Type out the entries again, matching each one exactly.

=== Section Start ===

//! Run lifecycle events.
//!
//! The host reports state transitions, cookie loading and the final outcome
//! through an [`EventDispatcher`]; handlers decide what to do with them.

use chrono::{DateTime, Utc};
use std::path::PathBuf;
use std::sync::Arc;
use std::time::Duration;

use crate::host::HostState;

#[derive(Debug, Clone)]
pub struct StateChangedEvent {
    pub addon: String,
    pub from: HostState,
    pub to: HostState,
    pub timestamp: DateTime<Utc>,
}

#[derive(Debug, Clone)]
pub struct CookiesLoadedEvent {
    pub addon: String,
    pub path: PathBuf,
    pub count: usize,
    pub timestamp: DateTime<Utc>,
}

/// Cookie file problem that was downgraded to a warning.
#[derive(Debug, Clone)]
pub struct CookieWarningEvent {
    pub addon: String,
    pub path: PathBuf,
    pub missing: bool,
    pub message: String,
    pub timestamp: DateTime<Utc>,
}

#[derive(Debug, Clone)]
pub struct CompletedEvent {
    pub addon: String,
    pub elapsed: Duration,
    pub timestamp: DateTime<Utc>,
}

#[derive(Debug, Clone)]
pub struct FailedEvent {
    pub addon: String,
    pub state: HostState,
    pub error: String,
    pub timestamp: DateTime<Utc>,
}

#[derive(Debug, Clone)]
pub enum RunEvent {
    StateChanged(StateChangedEvent),
    CookiesLoaded(CookiesLoadedEvent),
    CookieWarning(CookieWarningEvent),
    Completed(CompletedEvent),
    Failed(FailedEvent),
}

/// Trait implemented by event handlers.
pub trait EventHandler: Send + Sync {
    fn handle(&self, event: &RunEvent);
}

/// Dispatcher that broadcasts events to registered handlers.
#[derive(Default)]
pub struct EventDispatcher {
    handlers: Vec<Arc<dyn EventHandler>>,
}

impl EventDispatcher {
    pub fn new() -> Self {
        Self { handlers: Vec::new() }
    }

    pub fn register_handler(&mut self, handler: Arc<dyn EventHandler>) {
        self.handlers.push(handler);
    }

    pub fn dispatch(&self, event: RunEvent) {
        for handler in &self.handlers {
            handler.handle(&event);
        }
    }
}

impl std::fmt::Debug for EventDispatcher {
    fn fmt(&self, f: &mut std::fmt::Formatter<'_>) -> std::fmt::Result {
        f.debug_struct("EventDispatcher")
            .field("handlers", &self.handlers.len())
            .finish()
    }
}

/// Logs events using the `log` crate.
#[derive(Debug)]
pub struct LoggingHandler;

impl EventHandler for LoggingHandler {
    fn handle(&self, event: &RunEvent) {
        match event {
            RunEvent::StateChanged(change) => {
                log::debug!("{}: {:?} -> {:?}", change.addon, change.from, change.to);
            }
            RunEvent::CookiesLoaded(loaded) => {
                log::info!("{}: loaded {} cookie(s) from {}", loaded.addon, loaded.count, loaded.path.display());
            }
            RunEvent::CookieWarning(warning) if warning.missing => {
                log::info!("{}: {}", warning.addon, warning.message);
            }
            RunEvent::CookieWarning(warning) => {
                log::warn!(
                    "{}: can't resolve {} ({}). The run continues, but authenticated resources may fail to load.",
                    warning.addon,
                    warning.path.display(),
                    warning.message
                );
            }
            RunEvent::Completed(done) => {
                log::info!("{} completed in {:.2}s", done.addon, done.elapsed.as_secs_f64());
            }
            RunEvent::Failed(failed) => {
                log::error!("{} failed while {:?}: {}", failed.addon, failed.state, failed.error);
            }
        }
    }
}

#[cfg(test)]
mod tests {
    use super::*;

    struct CountingHandler(std::sync::Mutex<usize>);

    impl EventHandler for CountingHandler {
        fn handle(&self, _event: &RunEvent) {
            *self.0.lock().unwrap() += 1;
        }
    }

    #[test]
    fn dispatches_to_handlers() {
        let mut dispatcher = EventDispatcher::new();
        let counter = Arc::new(CountingHandler(std::sync::Mutex::new(0)));
        dispatcher.register_handler(counter.clone());
        dispatcher.register_handler(Arc::new(LoggingHandler));
        dispatcher.dispatch(RunEvent::CookieWarning(CookieWarningEvent {
            addon: "example".into(),
            path: PathBuf::from("Addons/example/Cookies.json"),
            missing: true,
            message: "no cookie file".into(),
            timestamp: Utc::now(),
        }));
        assert_eq!(*counter.0.lock().unwrap(), 1);
    }
}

=== Section End ===

> [Task response]
//! Run lifecycle events.
//!
//! The host reports state transitions, cookie loading and the final outcome
//! through an [`EventDispatcher`]; handlers decide what to do with them.

use chrono::{DateTime, Utc};
use std::path::PathBuf;
use std::sync::Arc;
use std::time::Duration;

use crate::host::HostState;

#[derive(Debug, Clone)]
pub struct StateChangedEvent {
    pub addon: String,
    pub from: HostState,
    pub to: HostState,
    pub timestamp: DateTime<Utc>,
}

#[derive(Debug, Clone)]
pub struct CookiesLoadedEvent {
    pub addon: String,
    pub path: PathBuf,
    pub count: usize,
    pub timestamp: DateTime<Utc>,
}

/// Cookie file problem that was downgraded to a warning.
#[derive(Debug, Clone)]
pub struct CookieWarningEvent {
    pub addon: String,
    pub path: PathBuf,
    pub missing: bool,
    pub message: String,
    pub timestamp: DateTime<Utc>,
}

#[derive(Debug, Clone)]
pub struct CompletedEvent {
    pub addon: String,
    pub elapsed: Duration,
    pub timestamp: DateTime<Utc>,
}

#[derive(Debug, Clone)]
pub struct FailedEvent {
    pub addon: String,
    pub state: HostState,
    pub error: String,
    pub timestamp: DateTime<Utc>,
}

#[derive(Debug, Clone)]
pub enum RunEvent {
    StateChanged(StateChangedEvent),
    CookiesLoaded(CookiesLoadedEvent),
    CookieWarning(CookieWarningEvent),
    Completed(CompletedEvent),
    Failed(FailedEvent),
}

/// Trait implemented by event handlers.
pub trait EventHandler: Send + Sync {
    fn handle(&self, event: &RunEvent);
}

/// Dispatcher that broadcasts events to registered handlers.
#[derive(Default)]
pub struct EventDispatcher {
    handlers: Vec<Arc<dyn EventHandler>>,
}

impl EventDispatcher {
    pub fn new() -> Self {
        Self { handlers: Vec::new() }
    }

    pub fn register_handler(&mut self, handler: Arc<dyn EventHandler>) {
        self.handlers.push(handler);
    }

    pub fn dispatch(&self, event: RunEvent) {
        for handler in &self.handlers {
            handler.handle(&event);
        }
    }
}

impl std::fmt::Debug for EventDispatcher {
    fn fmt(&self, f: &mut std::fmt::Formatter<'_>) -> std::fmt::Result {
        f.debug_struct("EventDispatcher")
            .field("handlers", &self.handlers.len())
            .finish()
    }
}

/// Logs events using the `log` crate.
#[derive(Debug)]
pub struct LoggingHandler;

impl EventHandler for LoggingHandler {
    fn handle(&self, event: &RunEvent) {
        match event {
            RunEvent::StateChanged(change) => {
                log::debug!("{}: {:?} -> {:?}", change.addon, change.from, change.to);
            }
            RunEvent::CookiesLoaded(loaded) => {
                log::info!("{}: loaded {} cookie(s) from {}", loaded.addon, loaded.count, loaded.path.display());
            }
            RunEvent::CookieWarning(warning) if warning.missing => {
                log::info!("{}: {}", warning.addon, warning.message);
            }
            RunEvent::CookieWarning(warning) => {
                log::warn!(
                    "{}: can't resolve {} ({}). The run continues, but authenticated resources may fail to load.",
                    warning.addon,
                    warning.path.display(),
                    warning.message
                );
            }
            RunEvent::Completed(done) => {
                log::info!("{} completed in {:.2}s", done.addon, done.elapsed.as_secs_f64());
            }
            RunEvent::Failed(failed) => {
                log::error!("{} failed while {:?}: {}", failed.addon, failed.state, failed.error);
            }
        }
    }
}

#[cfg(test)]
mod tests {
    use super::*;

    struct CountingHandler(std::sync::Mutex<usize>);

    impl EventHandler for CountingHandler {
        fn handle(&self, _event: &RunEvent) {
            *self.0.lock().unwrap() += 1;
        }
    }

    #[test]
    fn dispatches_to_handlers() {
        let mut dispatcher = EventDispatcher::new();
        let counter = Arc::new(CountingHandler(std::sync::Mutex::new(0)));
        dispatcher.register_handler(counter.clone());
        dispatcher.register_handler(Arc::new(LoggingHandler));
        dispatcher.dispatch(RunEvent::CookieWarning(CookieWarningEvent {
            addon: "example".into(),
            path: PathBuf::from("Addons/example/Cookies.json"),
            missing: true,
            message: "no cookie file".into(),
            timestamp: Utc::now(),
        }));
        assert_eq!(*counter.0.lock().unwrap(), 1);
    }
}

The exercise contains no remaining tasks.